What words and phrases do you and your team immediately associate with that sentence? The ones that first come to mind may have a significant influence on how well or how poorly your organization attracts working talent. If such comments as “hard,” “stressful,” “Back to square one” or “Ugh, here we go again” come to mind, you are not alone.

According to the U.S. Bureau of Labor Statistics, the official unemployment rate in the country is, at the time of writing this article, a tight 4.3 percent — the lowest it has been in 16 years. However, this statistic is counter-balanced by a simultaneously decreasing Labor Force Participation Rate (LFPR) — the percentage of people who can work and are working — which is now down to a paltry 62.7 percent. The LFPR has not consistently been this low since the inflation-driven and gas-starved economies of the late 1970s. How can this be?

The answer is in how the federal government does not count those individuals who have gone on unemployment and retained it for the full 99-week term. Once a person has collected unemployment benefits for the full term, he or she is no longer counted. That person just disappears from the workforce and government statistics, although he or she is still (hopefully) looking for work. These conflicting hiring trade winds can confuse and discourage any owner or manager. 

The good news is that getting good at finding the right employees is one of the few areas in which a business — any business — can differentiate itself from its competition. To do so, however, takes more than simply posting a “Help Wanted” sign in the window and hoping for the best. What is required is a strategy, a system and skills to keep your prospective employee pipeline full.

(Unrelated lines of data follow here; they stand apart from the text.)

//! Error types for the uptimed state store.

use thiserror::Error;

/// Result type alias for state store operations.
pub type StateResult<T> = Result<T, StateError>;

/// Errors that can occur during state store operations.
#[derive(Debug, Error)]
pub enum StateError {
    #[error("failed to open database: {0}")]
    Open(String),

    #[error("transaction error: {0}")]
    Transaction(String),

    #[error("table error: {0}")]
    Table(String),

    #[error("read error: {0}")]
    Read(String),

    #[error("write error: {0}")]
    Write(String),

    #[error("serialization error: {0}")]
    Serialize(String),

    #[error("deserialization error: {0}")]
    Deserialize(String),
}
//! Route handlers.
//!
//! Reads go straight to the `StateStore` blobs; the admin write replaces
//! the configuration verbatim after the password hash check.

use axum::extract::rejection::JsonRejection;
use axum::extract::{Query, State};
use axum::http::{header, StatusCode};
use axum::response::{Html, IntoResponse, Response};
use axum::Json;
use serde::Deserialize;
use sha2::{Digest, Sha256};
use tracing::{info, warn};

use uptime_state::{MonitorConfig, StateMap};

use crate::ApiState;

static INDEX_HTML: &str = include_str!("../static/index.html");

/// Mode selectors carried as query parameters.
#[derive(Debug, Deserialize, Default)]
pub struct RootQuery {
    api: Option<String>,
    admin: Option<String>,
}

/// Body of the status API response.
#[derive(serde::Serialize)]
struct StatusResponse {
    metrics: StateMap,
    config: MonitorConfig,
}

/// Body of an admin write.
#[derive(Debug, Deserialize)]
pub struct AdminRequest {
    pub password: String,
    pub config: Option<MonitorConfig>,
}

fn error_response(msg: &str, status: StatusCode) -> Response {
    (status, Json(serde_json::json!({ "error": msg }))).into_response()
}

/// Hex-encoded SHA-256 of a password.
pub fn hash_password(password: &str) -> String {
    hex::encode(Sha256::digest(password.as_bytes()))
}

/// GET (and fallback) handler.
///
/// `?api=true` returns the current state map and configuration as JSON
/// with permissive cross-origin access; any other request shape gets the
/// static status page.
pub async fn index(
    Query(query): Query<RootQuery>,
    State(state): State<ApiState>,
) -> Response {
    if query.api.as_deref() == Some("true") {
        let metrics = match state.store.load_state() {
            Ok(metrics) => metrics,
            Err(e) => {
                return error_response(&e.to_string(), StatusCode::INTERNAL_SERVER_ERROR)
            }
        };
        let config = match state.store.load_config() {
            Ok(config) => config,
            Err(e) => {
                return error_response(&e.to_string(), StatusCode::INTERNAL_SERVER_ERROR)
            }
        };
        return (
            [(header::ACCESS_CONTROL_ALLOW_ORIGIN, "*")],
            Json(StatusResponse { metrics, config }),
        )
            .into_response();
    }

    Html(INDEX_HTML).into_response()
}

/// POST handler.
///
/// Without `?admin=true` the request falls through to the status page.
/// With it, the password hash is checked first; an authorized request
/// missing the `config` field is an explicit error rather than a silent
/// no-op. The replacement config is persisted verbatim, unvalidated.
pub async fn admin(
    Query(query): Query<RootQuery>,
    State(state): State<ApiState>,
    body: Result<Json<AdminRequest>, JsonRejection>,
) -> Response {
    if query.admin.as_deref() != Some("true") {
        return Html(INDEX_HTML).into_response();
    }

    let Json(request) = match body {
        Ok(body) => body,
        Err(rejection) => {
            return error_response(&rejection.to_string(), StatusCode::BAD_REQUEST)
        }
    };

    let authorized = state
        .admin_password_hash
        .as_deref()
        .is_some_and(|trusted| hash_password(&request.password) == trusted);
    if !authorized {
        warn!("admin write rejected: password mismatch");
        return error_response("Unauthorized", StatusCode::UNAUTHORIZED);
    }

    let Some(config) = request.config else {
        return error_response("config required", StatusCode::BAD_REQUEST);
    };

    match state.store.save_config(&config) {
        Ok(()) => {
            info!(targets = config.urls.len(), "configuration replaced");
            Json(serde_json::json!({ "success": true })).into_response()
        }
        Err(e) => error_response(&e.to_string(), StatusCode::INTERNAL_SERVER_ERROR),
    }
}
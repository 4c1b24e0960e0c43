//! uptime-probe — reachability probing for uptimed.
//!
//! One bounded HEAD request per target per tick. Every failure mode (DNS
//! failure, connection refused, malformed response, timeout) is normalized
//! into a [`ProbeResult`](uptime_state::ProbeResult) with the sentinel
//! status 0 — probing never returns an error, so a bad target can never
//! abort a tick.

pub mod prober;

pub use prober::{Prober, PROBE_TIMEOUT};
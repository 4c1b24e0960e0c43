//! redb table definitions for the uptimed state store.
//!
//! A single table of `&str` keys and `&[u8]` values (JSON-serialized
//! documents) holds the two whole-document blobs the monitor works with.

use redb::TableDefinition;

/// Whole-document blobs keyed by [`STATE_KEY`] and [`CONFIG_KEY`].
pub const BLOBS: TableDefinition<&str, &[u8]> = TableDefinition::new("blobs");

/// Key for the full state map (target id → monitor record).
pub const STATE_KEY: &str = "uptime_data";

/// Key for the monitoring configuration.
pub const CONFIG_KEY: &str = "config";
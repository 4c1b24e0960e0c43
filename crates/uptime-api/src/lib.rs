//! uptime-api — HTTP interface for uptimed.
//!
//! A single query-parameterized endpoint, mirroring the persisted blobs:
//!
//! | Request | Response |
//! |---|---|
//! | GET `/?api=true` | `{ metrics, config }` JSON, permissive CORS |
//! | POST `/?admin=true` | password-gated full config replacement |
//! | anything else | the static HTML status page |
//!
//! The admin write compares a SHA-256 hash of the submitted password
//! against the trusted hash the daemon was started with; nothing is
//! mutated on a mismatch.

pub mod handlers;

use axum::routing::get;
use axum::Router;
use uptime_state::StateStore;

/// Shared state for API handlers.
#[derive(Clone)]
pub struct ApiState {
    pub store: StateStore,
    /// Hex-encoded SHA-256 of the admin password. `None` disables the
    /// admin write path entirely.
    pub admin_password_hash: Option<String>,
}

/// Build the complete router.
pub fn build_router(store: StateStore, admin_password_hash: Option<String>) -> Router {
    let state = ApiState {
        store,
        admin_password_hash,
    };

    Router::new()
        .route("/", get(handlers::index).post(handlers::admin))
        .fallback(handlers::index)
        .with_state(state)
}
//! Template registry: the arena plus the structural-hash dedup table

use std::collections::HashMap;

use super::model::{Template, TemplateId};

/// Arena of templates, deduplicated by structural hash
#[derive(Debug, Default)]
pub struct TemplateRegistry {
    templates: Vec<Template>,
    by_hash: HashMap<String, TemplateId>,
}

impl TemplateRegistry {
    /// Create a new empty registry
    pub fn new() -> Self {
        Self::default()
    }

    /// Find the template registered for a structural hash
    pub fn lookup(&self, hash: &str) -> Option<TemplateId> {
        self.by_hash.get(hash).copied()
    }

    /// Register a new template under `hash`
    ///
    /// The caller checks [`lookup`](Self::lookup) first; registering the same
    /// hash twice would orphan the earlier template.
    pub fn insert(&mut self, hash: String, template: Template) -> TemplateId {
        let id = TemplateId(self.templates.len());
        self.templates.push(template);
        self.by_hash.insert(hash, id);
        id
    }

    /// Get a template by id
    pub fn get(&self, id: TemplateId) -> &Template {
        &self.templates[id.0]
    }

    /// Get a mutable reference to a template
    pub fn get_mut(&mut self, id: TemplateId) -> &mut Template {
        &mut self.templates[id.0]
    }

    /// All ids in creation order (children before the parents that first used them)
    pub fn ids(&self) -> impl Iterator<Item = TemplateId> {
        (0..self.templates.len()).map(TemplateId)
    }

    /// All templates in creation order
    pub fn iter(&self) -> impl Iterator<Item = (TemplateId, &Template)> {
        self.templates
            .iter()
            .enumerate()
            .map(|(index, template)| (TemplateId(index), template))
    }

    /// Number of distinct templates
    pub fn len(&self) -> usize {
        self.templates.len()
    }

    /// Whether no template was registered
    pub fn is_empty(&self) -> bool {
        self.templates.is_empty()
    }
}
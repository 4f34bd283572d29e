//! Structural hashing
//!
//! Two subtrees get the same key iff they have the same shape: tag name,
//! attribute *names* (sorted, so declaration order does not matter) and
//! recursively the same child shapes. Attribute values and text content are not
//! part of the key since they become parameters.

#[cfg(test)]
use crate::dom::{NodeKind, TreeNode};

/// Key contributed by every kept text node
pub(crate) const TEXT_HASH: &str = "$";

/// Key of an element from its parts; `child_hashes` are the keys of kept children
pub(crate) fn element_hash<'a>(
    tag_name: &str,
    attribute_names: impl IntoIterator<Item = &'a str>,
    child_hashes: impl IntoIterator<Item = &'a str>,
) -> String {
    let mut names: Vec<&str> = attribute_names.into_iter().collect();
    names.sort_unstable();

    let mut hash = format!("{}[{}]{{", tag_name, names.join(" "));
    for child in child_hashes {
        hash.push_str(child);
    }
    hash.push('}');
    hash
}

/// Key of a whole subtree, computed in one go
///
/// The builder derives the same key bottom-up through [`element_hash`]. Text
/// nodes skipped by whitespace stripping and non-element, non-text nodes
/// contribute nothing.
#[cfg(test)]
pub(crate) fn structural_hash<N: TreeNode>(node: &N, strip_whitespace: bool) -> String {
    match node.kind() {
        NodeKind::Text(text) if strip_whitespace && text.trim().is_empty() => String::new(),
        NodeKind::Text(_) => TEXT_HASH.to_string(),
        NodeKind::Element(tag_name) => {
            let children: Vec<String> = node
                .children()
                .map(|child| structural_hash(&child, strip_whitespace))
                .collect();
            element_hash(
                &tag_name.to_ascii_lowercase(),
                node.attributes().map(|(name, _)| name),
                children.iter().map(String::as_str),
            )
        }
        NodeKind::Other => String::new(),
    }
}

#[cfg(test)]
mod tests {
    use super::*;
    use crate::dom::{Element, Node};

    fn hash(node: Node) -> String {
        structural_hash(&&node, true)
    }

    #[test]
    fn test_text_hashes_ignore_content() {
        assert_eq!(hash(Node::text("a")), "$");
        assert_eq!(hash(Node::text("something else")), "$");
        assert_eq!(hash(Node::comment("x")), "");
    }

    #[test]
    fn test_attribute_order_does_not_matter() {
        let a = Element::new("p")
            .with_attribute("id", "1")
            .with_attribute("class", "x");
        let b = Element::new("p")
            .with_attribute("class", "y")
            .with_attribute("id", "2");
        assert_eq!(hash(a.into()), hash(b.into()));
    }

    #[test]
    fn test_shape_differences() {
        let base = hash(Element::new("p").with_text("x").into());
        assert_eq!(base, "p[]{$}");
        assert_ne!(base, hash(Element::new("div").with_text("x").into()));
        assert_ne!(
            base,
            hash(Element::new("p").with_attribute("id", "1").with_text("x").into())
        );
        assert_ne!(
            base,
            hash(Element::new("p").with_child(Element::new("b")).into())
        );
    }

    #[test]
    fn test_whitespace_and_comments_are_transparent() {
        let plain = Element::new("ul").with_child(Element::new("li"));
        let noisy = Element::new("ul")
            .with_text("\n  ")
            .with_child(Node::comment("item"))
            .with_child(Element::new("li"))
            .with_text("\n");
        assert_eq!(hash(plain.into()), hash(noisy.clone().into()));
        assert_eq!(
            structural_hash(&&Node::from(noisy), false),
            "ul[]{$li[]{}$}"
        );
    }

    #[test]
    fn test_tag_names_are_lowercased() {
        assert_eq!(hash(Element::new("DIV").into()), "div[]{}");
    }
}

This article highlights the six keys that you must use to build your bench strength as well as a summary of each to help you modernize and maximize your recruiting efforts.

Related: Infographic: 6 keys to building a strong carwash team

Build an “attractor’s” mindset

Most companies only begin looking for employees when they have a need to hire, which leaves them vulnerable to unexpected employee changes. Further, once the need is identified, these companies will often rely solely on passive recruiting measures that inform the public, hoping an employee prospect will find them.

Only informing in an ad is a big mistake when quality frontline workers are in such demand for all service industries. Carwashes are not only in competition with other carwashes for talent. They are also in competition with restaurants, coffee houses, chain stores and other automotive sectors whose leaders also desire to hire that talent. Winning companies will move away from a “sporadic, passive, information-oriented” recruiting mindset to one that is “perpetual, proactive and sales-oriented.”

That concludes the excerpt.